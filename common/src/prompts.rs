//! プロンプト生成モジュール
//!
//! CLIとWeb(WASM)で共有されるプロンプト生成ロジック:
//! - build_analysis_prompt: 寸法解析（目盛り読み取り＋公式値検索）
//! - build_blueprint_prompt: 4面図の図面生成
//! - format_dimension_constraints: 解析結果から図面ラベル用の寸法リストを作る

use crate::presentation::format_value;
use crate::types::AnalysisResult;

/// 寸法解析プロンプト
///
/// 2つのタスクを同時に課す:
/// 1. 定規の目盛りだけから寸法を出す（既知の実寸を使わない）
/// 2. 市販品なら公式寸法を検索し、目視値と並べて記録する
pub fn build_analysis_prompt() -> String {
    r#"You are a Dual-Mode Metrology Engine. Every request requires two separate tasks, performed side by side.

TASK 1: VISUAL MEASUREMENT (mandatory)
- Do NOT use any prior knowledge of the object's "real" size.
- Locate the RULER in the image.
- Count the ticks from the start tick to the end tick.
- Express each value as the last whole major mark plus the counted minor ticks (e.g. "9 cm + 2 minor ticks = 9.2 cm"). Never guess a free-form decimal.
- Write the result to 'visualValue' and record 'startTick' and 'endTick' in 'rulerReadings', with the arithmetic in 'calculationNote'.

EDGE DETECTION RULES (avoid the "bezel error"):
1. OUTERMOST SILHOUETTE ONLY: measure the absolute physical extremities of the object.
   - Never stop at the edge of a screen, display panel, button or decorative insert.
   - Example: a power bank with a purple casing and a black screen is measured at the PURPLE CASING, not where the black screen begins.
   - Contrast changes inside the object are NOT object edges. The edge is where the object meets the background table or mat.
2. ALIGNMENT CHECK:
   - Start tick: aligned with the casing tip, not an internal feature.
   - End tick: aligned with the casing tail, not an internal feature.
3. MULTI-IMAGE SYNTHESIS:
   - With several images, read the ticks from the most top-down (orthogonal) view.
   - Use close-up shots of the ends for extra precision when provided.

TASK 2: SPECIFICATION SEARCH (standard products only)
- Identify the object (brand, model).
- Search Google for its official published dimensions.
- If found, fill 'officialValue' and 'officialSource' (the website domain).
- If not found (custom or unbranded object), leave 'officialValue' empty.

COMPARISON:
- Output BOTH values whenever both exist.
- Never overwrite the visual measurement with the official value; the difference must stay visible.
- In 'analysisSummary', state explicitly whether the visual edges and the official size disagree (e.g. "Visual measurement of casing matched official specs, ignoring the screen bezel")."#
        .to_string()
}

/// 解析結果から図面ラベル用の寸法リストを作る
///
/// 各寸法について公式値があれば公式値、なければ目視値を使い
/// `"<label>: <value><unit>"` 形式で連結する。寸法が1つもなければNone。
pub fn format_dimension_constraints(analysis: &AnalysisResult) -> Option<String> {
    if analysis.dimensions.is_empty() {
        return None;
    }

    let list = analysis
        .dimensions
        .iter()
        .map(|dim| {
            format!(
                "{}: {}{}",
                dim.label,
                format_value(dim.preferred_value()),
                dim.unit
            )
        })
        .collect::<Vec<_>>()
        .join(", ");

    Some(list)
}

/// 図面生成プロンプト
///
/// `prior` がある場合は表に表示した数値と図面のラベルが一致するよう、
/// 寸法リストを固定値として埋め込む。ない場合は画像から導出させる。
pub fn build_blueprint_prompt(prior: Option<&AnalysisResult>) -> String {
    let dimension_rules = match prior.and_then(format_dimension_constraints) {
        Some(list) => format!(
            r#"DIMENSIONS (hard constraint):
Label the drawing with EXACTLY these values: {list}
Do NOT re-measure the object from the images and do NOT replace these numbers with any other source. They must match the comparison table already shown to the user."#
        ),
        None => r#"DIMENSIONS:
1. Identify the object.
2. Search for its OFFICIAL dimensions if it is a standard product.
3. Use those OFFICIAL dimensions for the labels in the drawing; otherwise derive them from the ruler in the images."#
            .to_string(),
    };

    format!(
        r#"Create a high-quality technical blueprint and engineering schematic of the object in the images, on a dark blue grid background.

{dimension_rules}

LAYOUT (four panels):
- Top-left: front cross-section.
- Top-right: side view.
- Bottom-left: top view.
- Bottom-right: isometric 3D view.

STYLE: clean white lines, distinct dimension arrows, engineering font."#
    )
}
* * *
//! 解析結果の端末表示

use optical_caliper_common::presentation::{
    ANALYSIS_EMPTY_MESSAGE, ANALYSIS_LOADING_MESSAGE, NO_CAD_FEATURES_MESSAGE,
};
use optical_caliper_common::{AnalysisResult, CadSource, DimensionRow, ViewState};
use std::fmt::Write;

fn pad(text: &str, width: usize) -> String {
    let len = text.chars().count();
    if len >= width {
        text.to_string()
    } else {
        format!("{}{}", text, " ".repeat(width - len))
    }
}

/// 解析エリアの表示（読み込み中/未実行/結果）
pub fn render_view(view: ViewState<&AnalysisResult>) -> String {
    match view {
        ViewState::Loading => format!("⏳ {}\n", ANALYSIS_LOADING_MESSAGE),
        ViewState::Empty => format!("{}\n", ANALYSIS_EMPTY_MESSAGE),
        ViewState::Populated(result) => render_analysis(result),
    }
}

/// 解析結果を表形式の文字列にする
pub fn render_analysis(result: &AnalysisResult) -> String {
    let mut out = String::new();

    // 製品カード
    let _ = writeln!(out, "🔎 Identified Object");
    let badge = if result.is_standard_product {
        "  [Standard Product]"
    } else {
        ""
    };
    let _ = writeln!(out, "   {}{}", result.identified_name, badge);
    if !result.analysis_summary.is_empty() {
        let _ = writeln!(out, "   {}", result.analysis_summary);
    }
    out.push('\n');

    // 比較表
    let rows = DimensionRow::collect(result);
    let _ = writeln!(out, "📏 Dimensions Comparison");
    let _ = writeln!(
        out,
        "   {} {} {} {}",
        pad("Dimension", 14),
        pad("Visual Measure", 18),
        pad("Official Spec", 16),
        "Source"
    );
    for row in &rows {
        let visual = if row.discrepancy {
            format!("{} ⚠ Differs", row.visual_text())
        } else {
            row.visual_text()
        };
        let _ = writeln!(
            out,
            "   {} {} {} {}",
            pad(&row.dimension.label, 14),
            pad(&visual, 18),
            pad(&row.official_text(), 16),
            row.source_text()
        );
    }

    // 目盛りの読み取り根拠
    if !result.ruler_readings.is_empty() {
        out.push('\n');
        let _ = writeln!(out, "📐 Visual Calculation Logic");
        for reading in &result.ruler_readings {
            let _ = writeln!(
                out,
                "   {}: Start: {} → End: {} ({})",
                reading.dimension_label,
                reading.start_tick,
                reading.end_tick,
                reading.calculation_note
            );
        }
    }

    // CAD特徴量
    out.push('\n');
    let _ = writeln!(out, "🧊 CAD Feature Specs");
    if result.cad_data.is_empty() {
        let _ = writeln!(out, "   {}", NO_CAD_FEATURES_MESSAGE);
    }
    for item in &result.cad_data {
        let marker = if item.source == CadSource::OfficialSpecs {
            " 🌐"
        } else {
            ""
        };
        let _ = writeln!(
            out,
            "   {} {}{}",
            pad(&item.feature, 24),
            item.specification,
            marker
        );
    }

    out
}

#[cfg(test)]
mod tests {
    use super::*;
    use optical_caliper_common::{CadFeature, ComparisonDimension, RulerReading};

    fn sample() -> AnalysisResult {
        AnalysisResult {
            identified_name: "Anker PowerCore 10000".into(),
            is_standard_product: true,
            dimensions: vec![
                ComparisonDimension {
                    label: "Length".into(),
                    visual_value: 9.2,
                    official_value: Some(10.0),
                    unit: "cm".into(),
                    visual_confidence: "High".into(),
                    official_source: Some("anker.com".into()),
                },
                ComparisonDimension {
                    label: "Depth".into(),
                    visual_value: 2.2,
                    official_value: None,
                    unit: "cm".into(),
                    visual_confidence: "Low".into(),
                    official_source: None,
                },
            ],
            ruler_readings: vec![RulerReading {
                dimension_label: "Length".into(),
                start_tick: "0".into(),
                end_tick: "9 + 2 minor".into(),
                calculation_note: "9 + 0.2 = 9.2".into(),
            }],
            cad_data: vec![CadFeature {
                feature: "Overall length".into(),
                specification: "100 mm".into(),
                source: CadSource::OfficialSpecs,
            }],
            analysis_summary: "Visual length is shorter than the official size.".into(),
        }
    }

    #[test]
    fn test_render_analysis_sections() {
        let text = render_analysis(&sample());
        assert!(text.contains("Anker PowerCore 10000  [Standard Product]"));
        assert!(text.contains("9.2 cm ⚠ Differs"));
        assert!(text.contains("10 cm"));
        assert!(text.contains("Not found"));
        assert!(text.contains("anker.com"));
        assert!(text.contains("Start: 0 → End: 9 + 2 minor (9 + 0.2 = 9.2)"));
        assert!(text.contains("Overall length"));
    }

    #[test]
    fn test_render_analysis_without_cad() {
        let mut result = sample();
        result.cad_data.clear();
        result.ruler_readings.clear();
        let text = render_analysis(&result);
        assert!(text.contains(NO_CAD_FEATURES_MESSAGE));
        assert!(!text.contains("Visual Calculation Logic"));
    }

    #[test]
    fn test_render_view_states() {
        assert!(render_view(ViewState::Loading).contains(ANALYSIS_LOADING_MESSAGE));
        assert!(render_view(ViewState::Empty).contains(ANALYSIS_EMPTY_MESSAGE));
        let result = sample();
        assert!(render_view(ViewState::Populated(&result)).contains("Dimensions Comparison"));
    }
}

Exercise instructions:
Look above for the line holding "filename common/src/prompts.rs". Print it and every line after it, exactly, through the line holding "- Count the".

Answer to this problem:
filename common/src/prompts.rs
//! プロンプト生成モジュール
//!
//! CLIとWeb(WASM)で共有されるプロンプト生成ロジック:
//! - build_analysis_prompt: 寸法解析（目盛り読み取り＋公式値検索）
//! - build_blueprint_prompt: 4面図の図面生成
//! - format_dimension_constraints: 解析結果から図面ラベル用の寸法リストを作る

use crate::presentation::format_value;
use crate::types::AnalysisResult;

/// 寸法解析プロンプト
///
/// 2つのタスクを同時に課す:
/// 1. 定規の目盛りだけから寸法を出す（既知の実寸を使わない）
/// 2. 市販品なら公式寸法を検索し、目視値と並べて記録する
pub fn build_analysis_prompt() -> String {
    r#"You are a Dual-Mode Metrology Engine. Every request requires two separate tasks, performed side by side.

TASK 1: VISUAL MEASUREMENT (mandatory)
- Do NOT use any prior knowledge of the object's "real" size.
- Locate the RULER in the image.
- Count the ticks from the start tick to the end tick.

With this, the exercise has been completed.